Estão por todo o lado

 

 

   Na Antena 1, estão a falar da criança de 18 meses que estava desaparecida desde domingo na Madeira. O repórter David Sousa, «no meio do curso de água da levada na Calheta», lá foi falando de um «local» (naquela acepção avariada que vimos aqui) que lhe deu não sei que informação. Os jornalistas, entretanto, vai perdendo tempo a falar com médicos: a hipotermia, a fome, a sede, etc. Pura ignorância. Como se fosse preciso ter mais de dois neurónios para perceber que a criança foi lá abandonada hoje mesmo. Até apetece gritar em itálico e, sei lá, bramir o estandarte.

 

  [Texto 3901]

Tradução: «italically»

Gritar em itálico?

 

 

     «– Sim, senhorgritou o sargento Troy em itálico, saindo do centro de operações a trote rápido e descendo até à cave» (Morte na Aldeia, Caroline Graham. Tradução de Mário Dias Correia. Alfragide: Asa II, 2013, p. 277).

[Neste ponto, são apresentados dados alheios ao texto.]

//! Ticket issuance and signed references.
//!
//! On order approval the issuer mints one ticket per purchased unit. Each
//! ticket carries a self-contained signed reference: the claims (order,
//! event, buyer, per-unit sequence, issuance time) are URL-safe base64, and
//! an HMAC-SHA256 over them, keyed with a server-side secret, makes the
//! reference tamper-evident without any relational lookup, so gates can
//! verify offline.

use crate::error::CoreError;
use crate::types::{EventId, Order, OrderId, Ticket, TicketId, TicketStatus, UserId};
use base64::engine::general_purpose::URL_SAFE_NO_PAD;
use base64::Engine;
use chrono::{DateTime, Utc};
use hmac::{Hmac, Mac};
use sha2::Sha256;
use std::sync::Arc;
use uuid::Uuid;

type HmacSha256 = Hmac<Sha256>;

// ============================================================================
// Reference claims
// ============================================================================

/// The fields embedded in a signed ticket reference.
#[derive(Clone, Copy, Debug, PartialEq, Eq)]
pub struct ReferenceClaims {
    /// Order the ticket belongs to.
    pub order_id: OrderId,
    /// Event the ticket admits to.
    pub event_id: EventId,
    /// Buyer the ticket was issued to.
    pub buyer_id: UserId,
    /// Per-unit sequence number within the order (1-based).
    pub sequence: u32,
    /// Issuance timestamp (second precision).
    pub issued_at: DateTime<Utc>,
}

impl ReferenceClaims {
    fn encode(&self) -> String {
        format!(
            "{}:{}:{}:{}:{}",
            self.order_id,
            self.event_id,
            self.buyer_id,
            self.sequence,
            self.issued_at.timestamp()
        )
    }

    fn decode(payload: &str) -> Result<Self, CoreError> {
        let bad = || CoreError::Signature("malformed reference payload".to_string());
        let mut parts = payload.split(':');
        let order_id = parts.next().and_then(parse_uuid).ok_or_else(bad)?;
        let event_id = parts.next().and_then(parse_uuid).ok_or_else(bad)?;
        let buyer_id = parts.next().and_then(parse_uuid).ok_or_else(bad)?;
        let sequence: u32 = parts
            .next()
            .and_then(|s| s.parse().ok())
            .ok_or_else(bad)?;
        let timestamp: i64 = parts
            .next()
            .and_then(|s| s.parse().ok())
            .ok_or_else(bad)?;
        if parts.next().is_some() {
            return Err(bad());
        }
        let issued_at = DateTime::from_timestamp(timestamp, 0).ok_or_else(bad)?;
        Ok(Self {
            order_id: OrderId::from_uuid(order_id),
            event_id: EventId::from_uuid(event_id),
            buyer_id: UserId::from_uuid(buyer_id),
            sequence,
            issued_at,
        })
    }
}

fn parse_uuid(s: &str) -> Option<Uuid> {
    Uuid::parse_str(s).ok()
}

// ============================================================================
// Reference signer
// ============================================================================

/// Signs and verifies ticket references with a server-side HMAC key.
#[derive(Clone)]
pub struct ReferenceSigner {
    key: Arc<Vec<u8>>,
}

impl ReferenceSigner {
    /// Creates a signer from the configured secret.
    #[must_use]
    pub fn new(secret: impl AsRef<[u8]>) -> Self {
        Self {
            key: Arc::new(secret.as_ref().to_vec()),
        }
    }

    /// Produces a signed reference: `base64(claims) "." hex(hmac)`.
    ///
    /// # Errors
    ///
    /// Returns [`CoreError::Signature`] if the key is rejected by the MAC
    /// (cannot happen for HMAC, which accepts any key length).
    pub fn sign(&self, claims: &ReferenceClaims) -> Result<String, CoreError> {
        let payload = URL_SAFE_NO_PAD.encode(claims.encode().as_bytes());
        let mut mac = self.mac()?;
        mac.update(payload.as_bytes());
        let digest = hex::encode(mac.finalize().into_bytes());
        Ok(format!("{payload}.{digest}"))
    }

    /// Verifies a reference and returns its embedded claims.
    ///
    /// Verification is constant-time on the digest. Any structural defect
    /// (missing separator, bad base64, bad hex, short digest) fails the same
    /// way a forged digest does.
    ///
    /// # Errors
    ///
    /// Returns [`CoreError::Signature`] when the reference is malformed or
    /// the digest does not match.
    pub fn verify(&self, reference: &str) -> Result<ReferenceClaims, CoreError> {
        let (payload, digest) = reference
            .split_once('.')
            .ok_or_else(|| CoreError::Signature("missing signature".to_string()))?;
        let digest = hex::decode(digest)
            .map_err(|_| CoreError::Signature("malformed signature".to_string()))?;

        let mut mac = self.mac()?;
        mac.update(payload.as_bytes());
        mac.verify_slice(&digest)
            .map_err(|_| CoreError::Signature("signature mismatch".to_string()))?;

        let decoded = URL_SAFE_NO_PAD
            .decode(payload)
            .map_err(|_| CoreError::Signature("malformed reference payload".to_string()))?;
        let decoded = String::from_utf8(decoded)
            .map_err(|_| CoreError::Signature("malformed reference payload".to_string()))?;
        ReferenceClaims::decode(&decoded)
    }

    fn mac(&self) -> Result<HmacSha256, CoreError> {
        HmacSha256::new_from_slice(&self.key)
            .map_err(|_| CoreError::Signature("invalid signing key".to_string()))
    }
}

// ============================================================================
// Ticket issuer
// ============================================================================

/// Mints signed tickets for an approved order.
#[derive(Clone)]
pub struct TicketIssuer {
    signer: ReferenceSigner,
}

impl TicketIssuer {
    /// Creates an issuer over the given signer.
    #[must_use]
    pub const fn new(signer: ReferenceSigner) -> Self {
        Self { signer }
    }

    /// The signer, shared with the gate validator.
    #[must_use]
    pub const fn signer(&self) -> &ReferenceSigner {
        &self.signer
    }

    /// Generates a per-order ticket code; ticket numbers derive from it.
    #[must_use]
    pub fn new_ticket_code() -> String {
        let raw = Uuid::new_v4().simple().to_string();
        raw[..8].to_uppercase()
    }

    /// Mints `order.quantity` active tickets, one per purchased unit, each
    /// with a unique ticket number and a signed reference.
    ///
    /// The order must already carry its ticket code (set by the approval
    /// transition before issuance).
    ///
    /// # Errors
    ///
    /// Returns [`CoreError::StateConflict`] when the order has no ticket
    /// code, [`CoreError::Signature`] on a signing failure.
    pub fn issue(
        &self,
        order: &Order,
        ticket_type_name: &str,
        now: DateTime<Utc>,
    ) -> Result<Vec<Ticket>, CoreError> {
        let code = order.ticket_code.as_deref().ok_or_else(|| {
            CoreError::StateConflict(format!("order {} has no ticket code", order.id))
        })?;

        let mut tickets = Vec::with_capacity(order.quantity as usize);
        for sequence in 1..=order.quantity {
            let claims = ReferenceClaims {
                order_id: order.id,
                event_id: order.event_id,
                buyer_id: order.buyer_id,
                sequence,
                issued_at: now,
            };
            tickets.push(Ticket {
                id: TicketId::new(),
                order_id: order.id,
                event_id: order.event_id,
                ticket_type_id: order.ticket_type_id,
                holder_id: order.buyer_id,
                ticket_number: format!("{code}-{sequence}"),
                reference: self.signer.sign(&claims)?,
                holder_name: order.buyer_name.clone(),
                ticket_type_name: ticket_type_name.to_string(),
                status: TicketStatus::Active,
                is_used: false,
                used_at: None,
                validated_by: None,
                issued_at: now,
            });
        }

        metrics::counter!("issuer.tickets_issued").increment(u64::from(order.quantity));
        tracing::info!(
            order_id = %order.id,
            event_id = %order.event_id,
            quantity = order.quantity,
            "Tickets issued"
        );
        Ok(tickets)
    }
}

    Sim, no original está italically, mas será a melhor tradução? Não será antes qualquer coisa como «enfaticamente», por exemplo?

 

  [Texto 3900]

Português descontraído

Afinal, até eles estranham

 

 

      Para mim, era mais uma, e não das menos significativas, diferenças entre o português daqui e o português de lá. Mas eis que o espanto do cantor, compositor e escritor brasileiro Caetano Veloso se vem juntar ao nosso espanto: «Dê um rolê: você não vai encontrar a contração da preposição “em” com o artigo indefinido em nenhum texto impresso no Brasil em tempos recentes. Mesmo na biografia de Alexandre Frota, em que o português é tratado com demasiada licença, repete-se, até nas transcrições de falas do biografado, a suposta fineza de grafar a preposição separada do artigo. Me lembro (e aqui vai uma homenagem irônica, tanto aos linguistas quanto aos defensores da gramática da norma culta) de ter exposto minha estranheza em relação ao abandono do “num” e do “numa” (e, consequentemente, é claro, do “nuns” e do “numas”) no blog “obraemprogresso” e ter recebido resposta sóbria de Heloisa Chaves, a mais atenta às questões da língua entre os comentadores, confessando que de fato sempre dizia “num” mas escrevia “em um”. Aprendera na escola. É muito mais jovem do que eu e isso me fez observar que talvez tenha havido um acordo, mesmo informal, desautorizando a mencionada contração na linguagem escrita. Quando eu estudei, a contração da preposição “em” com o artigo “um” (e suas variações de gênero e número) era ensinada como a que se dá entre a mesma preposição e o artigo definido: ninguém diz ou escreve “em a” ou “em o”. Por alguma razão, deixou-se de encorajar os estudantes a fazerem o mesmo com artigos indefinidos, ao menos por escrito, já que não costumo ouvir nada além de “nuns” e “numas” nas falas de todos os meus eventuais interlocutores. Imagino o Alexandre Frota contando que, “em uma noite”, botou pra “fuder”. Pode ser que, influenciados pela escrita, alguns já falem assim e eu, com o ouvido viciado, não ouça» («Sem num nem numa», O Globo, 19.01.2014).